Your objective
Pull every line that includes the word "RunContext" out of the data below and copy it.
[Provided entries]
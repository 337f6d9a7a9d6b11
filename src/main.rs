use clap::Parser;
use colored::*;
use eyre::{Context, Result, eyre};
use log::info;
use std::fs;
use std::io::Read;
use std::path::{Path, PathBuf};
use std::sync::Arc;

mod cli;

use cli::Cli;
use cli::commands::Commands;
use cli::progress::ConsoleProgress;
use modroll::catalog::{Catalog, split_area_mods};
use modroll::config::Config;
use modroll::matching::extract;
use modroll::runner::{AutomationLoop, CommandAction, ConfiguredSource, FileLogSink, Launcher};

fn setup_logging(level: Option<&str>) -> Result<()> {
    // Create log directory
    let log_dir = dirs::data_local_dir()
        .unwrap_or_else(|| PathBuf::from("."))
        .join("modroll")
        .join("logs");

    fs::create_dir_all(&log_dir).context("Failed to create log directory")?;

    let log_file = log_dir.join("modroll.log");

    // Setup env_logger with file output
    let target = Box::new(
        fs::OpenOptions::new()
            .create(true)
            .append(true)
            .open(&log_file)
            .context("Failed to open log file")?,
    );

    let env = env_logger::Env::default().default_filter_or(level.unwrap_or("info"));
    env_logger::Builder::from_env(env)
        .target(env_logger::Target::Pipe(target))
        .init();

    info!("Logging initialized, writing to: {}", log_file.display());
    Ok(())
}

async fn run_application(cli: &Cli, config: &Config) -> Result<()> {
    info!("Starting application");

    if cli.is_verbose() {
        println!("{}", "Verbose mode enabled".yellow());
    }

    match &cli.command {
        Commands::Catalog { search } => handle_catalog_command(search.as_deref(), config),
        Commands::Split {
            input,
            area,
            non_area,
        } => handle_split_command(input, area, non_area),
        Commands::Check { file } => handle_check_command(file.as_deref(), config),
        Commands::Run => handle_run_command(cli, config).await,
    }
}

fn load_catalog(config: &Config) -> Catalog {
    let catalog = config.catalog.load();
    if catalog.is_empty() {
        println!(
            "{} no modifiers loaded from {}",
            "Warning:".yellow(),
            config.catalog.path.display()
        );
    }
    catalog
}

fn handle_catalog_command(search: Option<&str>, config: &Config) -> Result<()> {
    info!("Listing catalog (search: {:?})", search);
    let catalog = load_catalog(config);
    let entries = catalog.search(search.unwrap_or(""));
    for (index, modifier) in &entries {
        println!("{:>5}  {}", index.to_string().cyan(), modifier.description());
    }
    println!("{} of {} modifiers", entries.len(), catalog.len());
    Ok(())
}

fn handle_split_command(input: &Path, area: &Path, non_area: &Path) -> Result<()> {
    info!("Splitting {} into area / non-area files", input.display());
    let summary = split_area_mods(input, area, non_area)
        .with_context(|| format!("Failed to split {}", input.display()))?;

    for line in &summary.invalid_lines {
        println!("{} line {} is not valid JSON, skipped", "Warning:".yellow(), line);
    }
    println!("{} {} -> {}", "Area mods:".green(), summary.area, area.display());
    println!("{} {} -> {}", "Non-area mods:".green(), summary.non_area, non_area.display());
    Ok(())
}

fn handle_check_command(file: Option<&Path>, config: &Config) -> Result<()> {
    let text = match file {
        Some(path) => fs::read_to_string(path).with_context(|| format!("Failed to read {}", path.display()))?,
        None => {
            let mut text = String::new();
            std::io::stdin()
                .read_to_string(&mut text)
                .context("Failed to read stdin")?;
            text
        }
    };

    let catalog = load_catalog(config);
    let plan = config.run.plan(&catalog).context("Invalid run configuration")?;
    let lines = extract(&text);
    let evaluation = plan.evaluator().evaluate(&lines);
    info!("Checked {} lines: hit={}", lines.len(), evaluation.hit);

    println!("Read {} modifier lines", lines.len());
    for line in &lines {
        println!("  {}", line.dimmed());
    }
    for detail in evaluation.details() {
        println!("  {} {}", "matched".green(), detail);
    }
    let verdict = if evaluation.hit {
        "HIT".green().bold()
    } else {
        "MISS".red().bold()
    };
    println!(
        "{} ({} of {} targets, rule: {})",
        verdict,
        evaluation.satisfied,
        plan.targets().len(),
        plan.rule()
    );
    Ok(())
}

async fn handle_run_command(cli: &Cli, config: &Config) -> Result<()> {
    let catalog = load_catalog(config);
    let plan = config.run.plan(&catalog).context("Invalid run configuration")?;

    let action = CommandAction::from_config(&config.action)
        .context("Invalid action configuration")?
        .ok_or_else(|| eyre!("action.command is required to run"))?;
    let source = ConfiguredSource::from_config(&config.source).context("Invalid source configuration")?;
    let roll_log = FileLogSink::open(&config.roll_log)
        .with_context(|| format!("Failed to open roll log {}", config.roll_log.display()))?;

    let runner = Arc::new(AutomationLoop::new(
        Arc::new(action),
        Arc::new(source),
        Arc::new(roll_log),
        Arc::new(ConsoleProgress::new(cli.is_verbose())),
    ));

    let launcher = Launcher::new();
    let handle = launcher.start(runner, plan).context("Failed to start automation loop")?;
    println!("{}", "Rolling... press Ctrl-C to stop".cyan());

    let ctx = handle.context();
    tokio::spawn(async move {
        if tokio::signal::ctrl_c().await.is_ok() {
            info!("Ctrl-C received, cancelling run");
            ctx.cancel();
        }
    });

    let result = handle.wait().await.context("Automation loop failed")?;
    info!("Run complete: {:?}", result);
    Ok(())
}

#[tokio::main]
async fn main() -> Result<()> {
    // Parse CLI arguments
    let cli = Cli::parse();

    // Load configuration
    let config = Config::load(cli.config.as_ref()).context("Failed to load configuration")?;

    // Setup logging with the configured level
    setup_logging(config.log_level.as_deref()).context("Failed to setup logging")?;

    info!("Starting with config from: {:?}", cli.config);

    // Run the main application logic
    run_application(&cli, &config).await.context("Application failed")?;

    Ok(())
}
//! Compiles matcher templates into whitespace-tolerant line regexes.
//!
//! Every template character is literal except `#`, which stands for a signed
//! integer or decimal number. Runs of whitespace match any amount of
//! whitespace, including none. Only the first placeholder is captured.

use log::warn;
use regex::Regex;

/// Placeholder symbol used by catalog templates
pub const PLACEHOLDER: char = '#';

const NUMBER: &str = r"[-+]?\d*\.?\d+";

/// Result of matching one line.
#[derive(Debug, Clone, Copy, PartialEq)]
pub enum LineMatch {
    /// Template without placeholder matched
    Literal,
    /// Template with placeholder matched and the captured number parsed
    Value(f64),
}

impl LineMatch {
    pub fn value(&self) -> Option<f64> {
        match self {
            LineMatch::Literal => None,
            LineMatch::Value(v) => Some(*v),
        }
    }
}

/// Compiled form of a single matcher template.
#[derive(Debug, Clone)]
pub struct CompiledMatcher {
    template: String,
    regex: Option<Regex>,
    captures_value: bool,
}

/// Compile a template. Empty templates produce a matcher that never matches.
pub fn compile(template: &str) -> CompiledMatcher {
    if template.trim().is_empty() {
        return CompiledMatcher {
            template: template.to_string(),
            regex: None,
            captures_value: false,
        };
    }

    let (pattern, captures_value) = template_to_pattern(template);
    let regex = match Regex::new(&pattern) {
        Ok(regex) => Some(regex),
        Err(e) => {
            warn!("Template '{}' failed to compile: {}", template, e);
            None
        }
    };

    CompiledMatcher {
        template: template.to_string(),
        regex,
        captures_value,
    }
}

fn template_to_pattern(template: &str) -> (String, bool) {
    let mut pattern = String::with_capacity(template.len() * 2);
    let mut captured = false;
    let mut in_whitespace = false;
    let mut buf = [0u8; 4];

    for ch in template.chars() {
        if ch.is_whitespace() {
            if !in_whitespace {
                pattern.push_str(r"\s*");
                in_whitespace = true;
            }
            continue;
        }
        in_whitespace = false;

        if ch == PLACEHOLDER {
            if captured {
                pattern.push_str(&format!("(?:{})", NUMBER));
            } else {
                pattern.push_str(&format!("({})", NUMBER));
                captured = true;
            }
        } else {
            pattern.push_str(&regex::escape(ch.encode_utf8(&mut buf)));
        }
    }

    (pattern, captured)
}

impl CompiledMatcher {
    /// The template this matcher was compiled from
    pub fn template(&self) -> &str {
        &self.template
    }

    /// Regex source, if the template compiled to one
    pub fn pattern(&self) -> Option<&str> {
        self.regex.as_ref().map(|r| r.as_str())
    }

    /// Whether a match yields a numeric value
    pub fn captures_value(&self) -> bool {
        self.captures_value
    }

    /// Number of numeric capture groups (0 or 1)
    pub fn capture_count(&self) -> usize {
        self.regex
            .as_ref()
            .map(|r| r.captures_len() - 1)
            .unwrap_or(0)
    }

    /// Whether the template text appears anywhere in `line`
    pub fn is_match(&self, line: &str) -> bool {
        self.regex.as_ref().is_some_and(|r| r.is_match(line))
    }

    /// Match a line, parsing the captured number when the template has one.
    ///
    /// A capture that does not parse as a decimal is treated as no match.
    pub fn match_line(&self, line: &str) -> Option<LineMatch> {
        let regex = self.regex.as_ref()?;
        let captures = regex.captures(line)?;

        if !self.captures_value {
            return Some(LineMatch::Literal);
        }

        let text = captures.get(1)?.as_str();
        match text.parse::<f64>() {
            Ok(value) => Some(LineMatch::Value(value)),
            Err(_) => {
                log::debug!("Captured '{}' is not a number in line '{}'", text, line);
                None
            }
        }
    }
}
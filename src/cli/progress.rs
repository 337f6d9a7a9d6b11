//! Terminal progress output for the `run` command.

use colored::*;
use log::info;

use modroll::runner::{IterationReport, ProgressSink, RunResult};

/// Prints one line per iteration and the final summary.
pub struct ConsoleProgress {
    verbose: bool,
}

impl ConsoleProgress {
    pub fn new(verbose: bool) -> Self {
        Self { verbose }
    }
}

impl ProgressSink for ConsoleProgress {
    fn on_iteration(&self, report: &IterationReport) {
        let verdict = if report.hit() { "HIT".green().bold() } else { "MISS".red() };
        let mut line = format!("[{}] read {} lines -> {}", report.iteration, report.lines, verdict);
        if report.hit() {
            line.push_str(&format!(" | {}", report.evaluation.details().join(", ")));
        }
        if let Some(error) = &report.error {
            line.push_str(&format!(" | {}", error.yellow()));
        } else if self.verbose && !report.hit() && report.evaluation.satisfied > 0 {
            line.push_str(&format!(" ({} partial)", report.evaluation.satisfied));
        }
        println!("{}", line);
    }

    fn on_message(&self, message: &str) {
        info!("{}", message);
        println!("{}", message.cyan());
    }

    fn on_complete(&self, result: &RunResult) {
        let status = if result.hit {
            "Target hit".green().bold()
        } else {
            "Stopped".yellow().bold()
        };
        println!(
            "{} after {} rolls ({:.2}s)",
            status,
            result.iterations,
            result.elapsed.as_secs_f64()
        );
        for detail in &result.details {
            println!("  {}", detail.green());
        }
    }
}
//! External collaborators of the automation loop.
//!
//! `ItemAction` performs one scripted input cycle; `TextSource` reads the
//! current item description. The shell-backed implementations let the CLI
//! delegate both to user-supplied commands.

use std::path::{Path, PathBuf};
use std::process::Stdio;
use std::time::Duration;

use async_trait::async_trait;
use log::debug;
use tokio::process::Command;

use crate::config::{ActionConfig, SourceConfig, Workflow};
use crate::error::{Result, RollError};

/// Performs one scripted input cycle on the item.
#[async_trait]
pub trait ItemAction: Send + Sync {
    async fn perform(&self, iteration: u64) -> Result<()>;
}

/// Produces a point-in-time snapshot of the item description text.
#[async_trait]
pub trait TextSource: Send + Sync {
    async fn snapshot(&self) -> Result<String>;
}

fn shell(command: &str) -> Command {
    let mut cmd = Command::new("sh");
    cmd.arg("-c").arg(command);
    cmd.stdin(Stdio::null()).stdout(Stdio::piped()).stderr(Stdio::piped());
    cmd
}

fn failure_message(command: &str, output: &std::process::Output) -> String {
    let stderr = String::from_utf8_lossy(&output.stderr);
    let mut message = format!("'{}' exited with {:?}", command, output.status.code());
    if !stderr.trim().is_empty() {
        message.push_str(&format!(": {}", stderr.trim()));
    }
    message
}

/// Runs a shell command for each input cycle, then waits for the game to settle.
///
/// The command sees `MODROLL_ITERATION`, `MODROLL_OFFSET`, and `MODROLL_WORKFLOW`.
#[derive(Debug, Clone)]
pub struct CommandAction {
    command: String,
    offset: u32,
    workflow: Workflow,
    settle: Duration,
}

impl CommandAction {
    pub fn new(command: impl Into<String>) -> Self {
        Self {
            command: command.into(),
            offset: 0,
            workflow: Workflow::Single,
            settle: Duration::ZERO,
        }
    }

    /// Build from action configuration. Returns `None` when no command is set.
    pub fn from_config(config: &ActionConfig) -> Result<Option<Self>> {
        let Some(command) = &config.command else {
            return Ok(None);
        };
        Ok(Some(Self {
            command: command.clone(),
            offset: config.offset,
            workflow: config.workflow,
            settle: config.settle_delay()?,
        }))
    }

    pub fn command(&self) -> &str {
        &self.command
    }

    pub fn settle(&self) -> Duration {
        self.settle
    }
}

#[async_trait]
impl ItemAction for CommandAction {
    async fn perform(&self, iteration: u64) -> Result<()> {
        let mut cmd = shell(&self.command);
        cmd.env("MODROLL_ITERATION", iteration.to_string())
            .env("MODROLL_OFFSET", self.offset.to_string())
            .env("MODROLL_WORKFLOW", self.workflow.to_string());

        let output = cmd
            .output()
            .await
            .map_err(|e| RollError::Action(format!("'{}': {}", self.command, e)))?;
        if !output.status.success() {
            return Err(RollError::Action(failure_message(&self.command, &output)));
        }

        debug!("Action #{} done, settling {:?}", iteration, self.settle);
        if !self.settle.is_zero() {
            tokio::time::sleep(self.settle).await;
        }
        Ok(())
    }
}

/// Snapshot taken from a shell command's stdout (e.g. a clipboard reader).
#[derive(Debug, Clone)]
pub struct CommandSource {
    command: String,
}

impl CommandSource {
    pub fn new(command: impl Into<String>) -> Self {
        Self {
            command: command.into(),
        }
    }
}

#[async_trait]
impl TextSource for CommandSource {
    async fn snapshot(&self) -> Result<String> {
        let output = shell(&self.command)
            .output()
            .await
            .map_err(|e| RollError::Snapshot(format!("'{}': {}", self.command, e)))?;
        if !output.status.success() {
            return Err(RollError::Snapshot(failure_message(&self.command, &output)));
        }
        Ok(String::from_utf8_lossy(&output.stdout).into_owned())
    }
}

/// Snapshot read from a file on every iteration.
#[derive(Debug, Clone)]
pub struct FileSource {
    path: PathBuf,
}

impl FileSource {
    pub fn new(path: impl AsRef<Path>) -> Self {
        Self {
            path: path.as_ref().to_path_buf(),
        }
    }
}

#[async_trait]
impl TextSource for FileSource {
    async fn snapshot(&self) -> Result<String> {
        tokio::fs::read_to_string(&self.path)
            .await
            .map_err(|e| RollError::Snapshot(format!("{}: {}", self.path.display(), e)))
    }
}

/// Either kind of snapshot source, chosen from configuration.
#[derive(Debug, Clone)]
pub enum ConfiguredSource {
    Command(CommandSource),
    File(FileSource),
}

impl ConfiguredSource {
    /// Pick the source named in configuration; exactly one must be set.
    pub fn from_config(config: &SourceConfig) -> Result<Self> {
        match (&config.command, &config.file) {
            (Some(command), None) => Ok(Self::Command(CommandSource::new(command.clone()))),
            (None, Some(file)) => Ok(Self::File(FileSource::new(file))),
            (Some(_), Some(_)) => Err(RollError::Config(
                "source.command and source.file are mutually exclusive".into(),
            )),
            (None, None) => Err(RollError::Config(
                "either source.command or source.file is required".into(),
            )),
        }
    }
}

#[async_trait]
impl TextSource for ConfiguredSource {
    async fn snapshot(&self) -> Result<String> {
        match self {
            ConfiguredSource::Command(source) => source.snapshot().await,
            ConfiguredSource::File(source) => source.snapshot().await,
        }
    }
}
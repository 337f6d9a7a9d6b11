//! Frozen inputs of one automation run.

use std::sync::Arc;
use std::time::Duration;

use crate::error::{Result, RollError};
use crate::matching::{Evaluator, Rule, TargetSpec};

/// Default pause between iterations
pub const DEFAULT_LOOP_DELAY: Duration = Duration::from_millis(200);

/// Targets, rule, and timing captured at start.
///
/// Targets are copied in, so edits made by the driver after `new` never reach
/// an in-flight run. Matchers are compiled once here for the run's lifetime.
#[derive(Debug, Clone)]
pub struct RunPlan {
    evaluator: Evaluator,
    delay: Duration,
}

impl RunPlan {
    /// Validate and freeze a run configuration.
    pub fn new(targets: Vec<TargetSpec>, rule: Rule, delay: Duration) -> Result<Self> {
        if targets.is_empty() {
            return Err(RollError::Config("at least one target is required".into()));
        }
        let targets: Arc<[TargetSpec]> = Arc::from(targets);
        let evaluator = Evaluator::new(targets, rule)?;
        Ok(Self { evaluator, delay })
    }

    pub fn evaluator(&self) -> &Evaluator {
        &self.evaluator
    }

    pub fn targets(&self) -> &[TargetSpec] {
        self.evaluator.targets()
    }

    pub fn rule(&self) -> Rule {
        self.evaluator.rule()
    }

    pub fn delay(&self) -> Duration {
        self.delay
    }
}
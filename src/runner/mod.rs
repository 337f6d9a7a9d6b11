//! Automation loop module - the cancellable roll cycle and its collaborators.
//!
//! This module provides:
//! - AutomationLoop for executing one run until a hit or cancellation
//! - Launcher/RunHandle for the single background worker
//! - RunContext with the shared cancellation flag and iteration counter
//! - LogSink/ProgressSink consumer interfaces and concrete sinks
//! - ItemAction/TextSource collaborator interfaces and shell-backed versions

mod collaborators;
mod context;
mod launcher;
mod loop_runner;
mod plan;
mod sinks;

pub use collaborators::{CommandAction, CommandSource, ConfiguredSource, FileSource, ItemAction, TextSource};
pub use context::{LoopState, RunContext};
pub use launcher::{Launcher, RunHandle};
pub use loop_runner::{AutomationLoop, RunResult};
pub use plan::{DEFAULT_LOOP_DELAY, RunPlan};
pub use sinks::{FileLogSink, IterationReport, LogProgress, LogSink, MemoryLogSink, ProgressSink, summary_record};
[/Provided entries]
Written reply
//! - RunContext with the shared cancellation flag and iteration counter
pub use context::{LoopState, RunContext};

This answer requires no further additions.